The life cycle stabilities of SCs are examined by continually testing the charge/discharge process. As shown in Fig. 3i, pure CNTs retains 94.2% of initial capacitance after 10,000 cycles. However, the capacitance retention of CNTs/BP is decreased to 86.1% because of the poor interaction between BP layers. Notably, the capacitance retention of CNTs/BP–CNTs is increased to 90.2%, revealing that the embedded CNTs improves mechanical stability. For SCs, the energy and power densities are more key parameters to evaluate the energy storage performance. Figure 3j shows the CNTs/BP–CNTs have a volumetric energy density of 45.6–96.5 mWh cm−3 at a power density of 0.15–15 W cm−3. We conclude that both the energy and power densities of our flexible SC are high. To our knowledge, the maximum volumetric energy density of our SC is one of the highest values among commercial product and similarly composited 2D layered materials (Supplementary Table 3), such as Li thin-film battery, CNTs (2 mWh cm−3), rGO (2.5 mWh cm−3), BP (2.5 mWh cm−3), CNTs/rGO (6.3 mWh cm−3), MnO2/carbon cloth (8.3 mWh cm−3), carbon nanosheet (8.4 mWh cm−3), graphene/PANI (8.80 mWh cm−3), Co3O4/Co(OH)2 (9.4 mWh cm−3), Ni@MnO2 (11.1 mWh cm−3) and MXene/graphene (32.6 mWh cm−3).
To investigate the effect of 4-NBD, the performances of CNTs/BP and CNTs/BP–CNTs without modification are compared.
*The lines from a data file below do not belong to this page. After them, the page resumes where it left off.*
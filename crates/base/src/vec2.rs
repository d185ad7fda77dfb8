use std::{
    fmt,
    ops::{Add, AddAssign, Div, Mul, Sub},
};

#[derive(Clone, Copy, PartialEq)]
pub struct Vec2<T> {
    pub x: T,
    pub y: T,
}

impl<T: fmt::Debug> fmt::Debug for Vec2<T> {
    fn fmt(&self, f: &mut fmt::Formatter<'_>) -> fmt::Result {
        f.debug_struct("Vec2")
            .field("x", &self.x)
            .field("y", &self.y)
            .finish()
    }
}

impl<T: Default> Default for Vec2<T> {
    fn default() -> Self {
        Self {
            x: T::default(),
            y: T::default(),
        }
    }
}

impl<T> Vec2<T> {
    pub fn new(x: T, y: T) -> Self {
        Self { x, y }
    }
}

impl<T: Default> Vec2<T> {
    pub fn zero() -> Self {
        Self::default()
    }
}

impl<T: Add<Output = T>> Add for Vec2<T> {
    type Output = Self;
    fn add(self, rhs: Self) -> Self {
        Self {
            x: self.x + rhs.x,
            y: self.y + rhs.y,
        }
    }
}

impl<T: Sub<Output = T>> Sub for Vec2<T> {
    type Output = Self;
    fn sub(self, rhs: Self) -> Self {
        Self {
            x: self.x - rhs.x,
            y: self.y - rhs.y,
        }
    }
}

// Scalar multiply
impl<T: Mul<Output = T> + Copy> Mul<T> for Vec2<T> {
    type Output = Self;
    fn mul(self, rhs: T) -> Self {
        Self {
            x: self.x * rhs,
            y: self.y * rhs,
        }
    }
}

// Scalar divide
impl<T: Div<Output = T> + Copy> Div<T> for Vec2<T> {
    type Output = Self;
    fn div(self, rhs: T) -> Self {
        Self {
            x: self.x / rhs,
            y: self.y / rhs,
        }
    }
}

impl<T: AddAssign> AddAssign for Vec2<T> {
    fn add_assign(&mut self, rhs: Self) {
        self.x += rhs.x;
        self.y += rhs.y;
    }
}

impl<T: Mul<Output = T> + Copy> Vec2<T> {
    /// Product of the components, e.g. the pixel count of a size.
    pub fn area(self) -> T {
        self.x * self.y
    }
}

impl Vec2<usize> {
    pub fn is_empty(self) -> bool {
        self.x == 0 || self.y == 0
    }
}

impl Vec2<f32> {
    pub fn lerp(self, other: Self, t: f32) -> Self {
        self * (1.0 - t) + other * t
    }

    pub fn abs(self) -> Self {
        Self {
            x: self.x.abs(),
            y: self.y.abs(),
        }
    }
}

#[cfg(test)]
mod tests {
    use super::*;

    #[test]
    fn test_lerp_endpoints() {
        let a = Vec2::new(0.0f32, 10.0);
        let b = Vec2::new(1.0f32, 20.0);
        assert_eq!(a.lerp(b, 0.0), a);
        assert_eq!(a.lerp(b, 1.0), b);
        let mid = a.lerp(b, 0.5);
        assert!((mid.x - 0.5).abs() < 1e-6);
        assert!((mid.y - 15.0).abs() < 1e-6);
    }

    #[test]
    fn test_usize_area_and_empty() {
        assert_eq!(Vec2::new(320usize, 240).area(), 76800);
        assert!(Vec2::new(0usize, 240).is_empty());
        assert!(!Vec2::new(1usize, 1).is_empty());
    }
}
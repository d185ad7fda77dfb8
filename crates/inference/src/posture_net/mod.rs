// Small binary posture classifier: three conv blocks, global average pool, two linear layers.

mod model;

pub use model::PostureModel;

use candle_core::{D, Result, Tensor};
use candle_nn::{Conv2dConfig, Linear, Module, VarBuilder, conv2d, linear};

/// Number of 2x max-pool stages; the input must be at least `1 << POOL_STAGES` on each side.
pub const POOL_STAGES: usize = 3;

/// Class order of the output vector.
pub const CLASS_BAD: usize = 0;
pub const CLASS_GOOD: usize = 1;

/// Convolution block: Conv2d (with bias) + ReLU + 2x2 max pool
#[derive(Debug)]
pub struct ConvBlock {
    conv: candle_nn::Conv2d,
}

impl ConvBlock {
    pub fn load(vb: VarBuilder, c1: usize, c2: usize, k: usize) -> Result<Self> {
        let conv = conv2d(
            c1,
            c2,
            k,
            Conv2dConfig {
                padding: k / 2,
                stride: 1,
                groups: 1,
                dilation: 1,
                ..Default::default()
            },
            vb,
        )?;
        Ok(Self { conv })
    }
}

impl Module for ConvBlock {
    fn forward(&self, xs: &Tensor) -> Result<Tensor> {
        xs.apply(&self.conv)?.relu()?.max_pool2d(2)
    }
}

/// Grayscale posture network, `[1, 1, h, w]` in `[0, 1]` to `[1, 2]` probabilities.
#[derive(Debug)]
pub struct PostureNet {
    conv1: ConvBlock,
    conv2: ConvBlock,
    conv3: ConvBlock,
    fc1: Linear,
    fc2: Linear,
}

impl PostureNet {
    pub fn load(vb: VarBuilder) -> Result<Self> {
        let conv1 = ConvBlock::load(vb.pp("conv1"), 1, 32, 5)?;
        let conv2 = ConvBlock::load(vb.pp("conv2"), 32, 64, 3)?;
        let conv3 = ConvBlock::load(vb.pp("conv3"), 64, 64, 3)?;
        let fc1 = linear(64, 128, vb.pp("fc1"))?;
        let fc2 = linear(128, 2, vb.pp("fc2"))?;
        Ok(Self {
            conv1,
            conv2,
            conv3,
            fc1,
            fc2,
        })
    }
}

impl Module for PostureNet {
    fn forward(&self, xs: &Tensor) -> Result<Tensor> {
        let features = xs
            .apply(&self.conv1)?
            .apply(&self.conv2)?
            .apply(&self.conv3)?
            // global average pool over height and width
            .mean((2, 3))?;
        let logits = features.apply(&self.fc1)?.relu()?.apply(&self.fc2)?;
        candle_nn::ops::softmax(&logits, D::Minus1)
    }
}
As illustrated in Supplementary Figure 11a and Fig. 3f, CNTs/BP and CNTs/BP–CNTs without 4-NBD modification have a lower charge storage performance than electrodes with 4-NBD modification, mainly due to the oxidation of BP, which decreases the electrochemical performance. BP–CNTs and BP–CNTs/CNTs-based SCs without 4-NBD modification present a specific capacitance of 152.3 and 225.1 F cm−3, respectively at 0.1 A cm−3 (Supplementary Figure 11b), which is smaller than that of 4-NBD modification BP–CNTs (235.5 F cm−3) and BP–CNTs/CNTs (308.7 F cm−3), as shown in Fig. 3g. Furthermore, the cycle stabilities of BP–CNTs and BP–CNTs/CNTs without 4-NBD modification (Supplementary Figure 11c) decline more prominently relative to that of BP–CNTs and BP–CNTs/CNTs with 4-NBD modification (Fig. 3i). Thus, the 4-NBD modification can improve the stability of SCs. Regarding the energy density, (Supplementary Figure 11d), the maximum values of BP–CNTs and BP–CNTs/CNTs-based SCs without 4-NBD modification are 47.6 and 70.3 mWh cm−3, which are lower than that of BP–CNTs (73.6 mWh cm−3) and BP–CNTs/CNTs (96.5 mWh cm−3), as shown in Fig. 3j. It is revealed that 4-NBD modification can improve the stability of BP, resulting in enhancing the energy density of SCs.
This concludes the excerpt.